When Mercury died, Hutton was by his side. However, Mary Austin took the house they shared, kicking Hutton and Mercury’s beloved cook and assistant out. He then used some of the money Mercury left to him (nearly $1 million) to move back to his homeland of Ireland and build his own home, where he lived until his death of lung cancer at the age of 60. Before his death, Hutton publish a memoir titled Mercury and Me (1994), chronicling their relationship and paying homage to his beloved partner.
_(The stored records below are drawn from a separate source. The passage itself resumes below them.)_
//! Model format detection
//!
//! Resolves a user supplied model path (a directory or a single weights file)
//! into the set of files needed to build an engine.

use crate::error::{Result, ZellieError};
use crate::llm::weights;
use std::fs::File;
use std::io::Read;
use std::path::{Path, PathBuf};

pub const GGUF_MAGIC: &[u8; 4] = b"GGUF";

pub const CONFIG_FILE: &str = "config.json";
pub const TOKENIZER_FILE: &str = "tokenizer.json";
pub const SAFETENSORS_FILE: &str = "model.safetensors";
pub const SAFETENSORS_INDEX_FILE: &str = "model.safetensors.index.json";
pub const PYTORCH_FILE: &str = "pytorch_model.bin";

#[derive(Debug, Clone, PartialEq)]
pub enum WeightFormat {
    Safetensors,
    ShardedSafetensors,
    Pytorch,
    Gguf,
}

impl WeightFormat {
    pub fn from_file_name(name: &str) -> Option<Self> {
        let name = name.to_lowercase();
        if name.ends_with(".safetensors.index.json") {
            Some(WeightFormat::ShardedSafetensors)
        } else if name.ends_with(".safetensors") {
            Some(WeightFormat::Safetensors)
        } else if name.ends_with(".bin") || name.ends_with(".pt") || name.ends_with(".pth") {
            Some(WeightFormat::Pytorch)
        } else if name.ends_with(".gguf") {
            Some(WeightFormat::Gguf)
        } else {
            None
        }
    }

    /// GGUF files carry their hyper-parameters in metadata instead of `config.json`
    pub fn needs_config(&self) -> bool {
        !matches!(self, WeightFormat::Gguf)
    }
}

/// Files making up one model on disk
#[derive(Debug, Clone)]
pub struct ModelLayout {
    pub root: PathBuf,
    pub format: WeightFormat,
    pub weights: PathBuf,
    pub config: Option<PathBuf>,
    pub tokenizer: PathBuf,
}

impl ModelLayout {
    /// Resolve a model path, checking that every companion file is present
    pub fn resolve(path: &Path) -> Result<Self> {
        if !path.exists() {
            return Err(ZellieError::ModelLoad(format!(
                "Model path does not exist: {}",
                path.display()
            )));
        }

        let (root, format, weights) = if path.is_dir() {
            let (format, weights) = Self::detect_in_directory(path)?;
            (path.to_path_buf(), format, weights)
        } else {
            let name = path
                .file_name()
                .map(|n| n.to_string_lossy().to_string())
                .unwrap_or_default();
            let format = WeightFormat::from_file_name(&name).ok_or_else(|| {
                ZellieError::ModelLoad(format!(
                    "Unsupported model file: {} (expected .safetensors, .bin, .pt, .pth or .gguf)",
                    path.display()
                ))
            })?;
            let root = path
                .parent()
                .map(Path::to_path_buf)
                .unwrap_or_else(|| PathBuf::from("."));
            (root, format, path.to_path_buf())
        };

        match format {
            WeightFormat::Gguf => validate_gguf(&weights)?,
            // Every shard named by the index must be on disk
            WeightFormat::ShardedSafetensors => {
                weights::shard_files(&weights)?;
            }
            _ => {}
        }

        let config = if format.needs_config() {
            let config = root.join(CONFIG_FILE);
            if !config.is_file() {
                return Err(ZellieError::ModelLoad(format!(
                    "Missing {} next to model weights in {}",
                    CONFIG_FILE,
                    root.display()
                )));
            }
            Some(config)
        } else {
            None
        };

        let tokenizer = root.join(TOKENIZER_FILE);
        if !tokenizer.is_file() {
            return Err(ZellieError::ModelLoad(format!(
                "Missing {} next to model weights in {}",
                TOKENIZER_FILE,
                root.display()
            )));
        }

        Ok(Self {
            root,
            format,
            weights,
            config,
            tokenizer,
        })
    }

    fn detect_in_directory(dir: &Path) -> Result<(WeightFormat, PathBuf)> {
        let index = dir.join(SAFETENSORS_INDEX_FILE);
        if index.is_file() {
            return Ok((WeightFormat::ShardedSafetensors, index));
        }

        let single = dir.join(SAFETENSORS_FILE);
        if single.is_file() {
            return Ok((WeightFormat::Safetensors, single));
        }

        let pytorch = dir.join(PYTORCH_FILE);
        if pytorch.is_file() {
            return Ok((WeightFormat::Pytorch, pytorch));
        }

        let mut gguf_files = Vec::new();
        for entry in std::fs::read_dir(dir).map_err(|e| {
            ZellieError::ModelLoad(format!("Failed to read model directory {}: {}", dir.display(), e))
        })? {
            let entry = entry.map_err(|e| {
                ZellieError::ModelLoad(format!("Failed to read directory entry: {}", e))
            })?;
            let path = entry.path();
            if path.is_file()
                && path
                    .extension()
                    .map(|ext| ext.eq_ignore_ascii_case("gguf"))
                    .unwrap_or(false)
            {
                gguf_files.push(path);
            }
        }

        match gguf_files.len() {
            0 => Err(ZellieError::ModelLoad(format!(
                "No model weights found in {} (neither safetensors, pytorch nor gguf)",
                dir.display()
            ))),
            1 => Ok((WeightFormat::Gguf, gguf_files.remove(0))),
            n => Err(ZellieError::ModelLoad(format!(
                "Found {} gguf files in {}; pass the file path directly",
                n,
                dir.display()
            ))),
        }
    }

    /// Directory name or file stem, used as a display name
    pub fn model_name(&self) -> String {
        let source = if self.format == WeightFormat::Gguf {
            self.weights.file_stem()
        } else {
            self.root.file_name()
        };
        source
            .map(|s| s.to_string_lossy().to_string())
            .unwrap_or_else(|| "local".to_string())
    }
}

/// Check the GGUF magic bytes before handing the file to candle
pub fn validate_gguf(path: &Path) -> Result<()> {
    let mut file = File::open(path).map_err(|e| {
        ZellieError::ModelLoad(format!("Failed to open {}: {}", path.display(), e))
    })?;
    let mut magic = [0u8; 4];
    file.read_exact(&mut magic).map_err(|_| {
        ZellieError::ModelLoad(format!("File too short to be GGUF: {}", path.display()))
    })?;
    if &magic != GGUF_MAGIC {
        return Err(ZellieError::ModelLoad(format!(
            "Not a GGUF file (bad magic): {}",
            path.display()
        )));
    }
    Ok(())
}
This is the story that remains untold by Hollywood. Hutton and Mercury are merely a wink, a nod in the timeline of the nearly two-and-a-half-hour film. The film spends much of its time showcasing the “straight” relationship Mercury was in and chastising his problematic relationship that followed with Paul Prenter, the man who eventually outed Mercury to the public. Mercury’s bisexuality should not be erased, nor should the reason for his downfall and subsequent toxic relationship with Prenter. However, I cannot help but notice the lack of a healthy queer relationship in the film. Any queer romance the film shows is hidden behind cryptic winks and eye contact, paired with wild parties and extensive drug use. When Mercury is gay, he is a drunken mess. When he is with a woman, he is domestic and happy. The easily consumable and seemingly heterosexual aspects of Mercury’s life are put on full display. The movie seems to be fully willing to accept Mercury’s bisexuality, so long as we focus on the pretty lady he was with first.

It’s not that the film is terrible. It is not. It’s not that the relationships with Mary and Paul did not happen. They did. But it’s just that the film could have showcased one of the millions of loving and deep relationships destroyed by the AIDS crisis. It could have shown queer love in its fullest form. The films nearly 50-million-dollar opening could have exposed so many to the real story behind a queer icon. Because at the end of the day, Freddie Mercury, it seems, did find somebody to love, and somebody who loved him.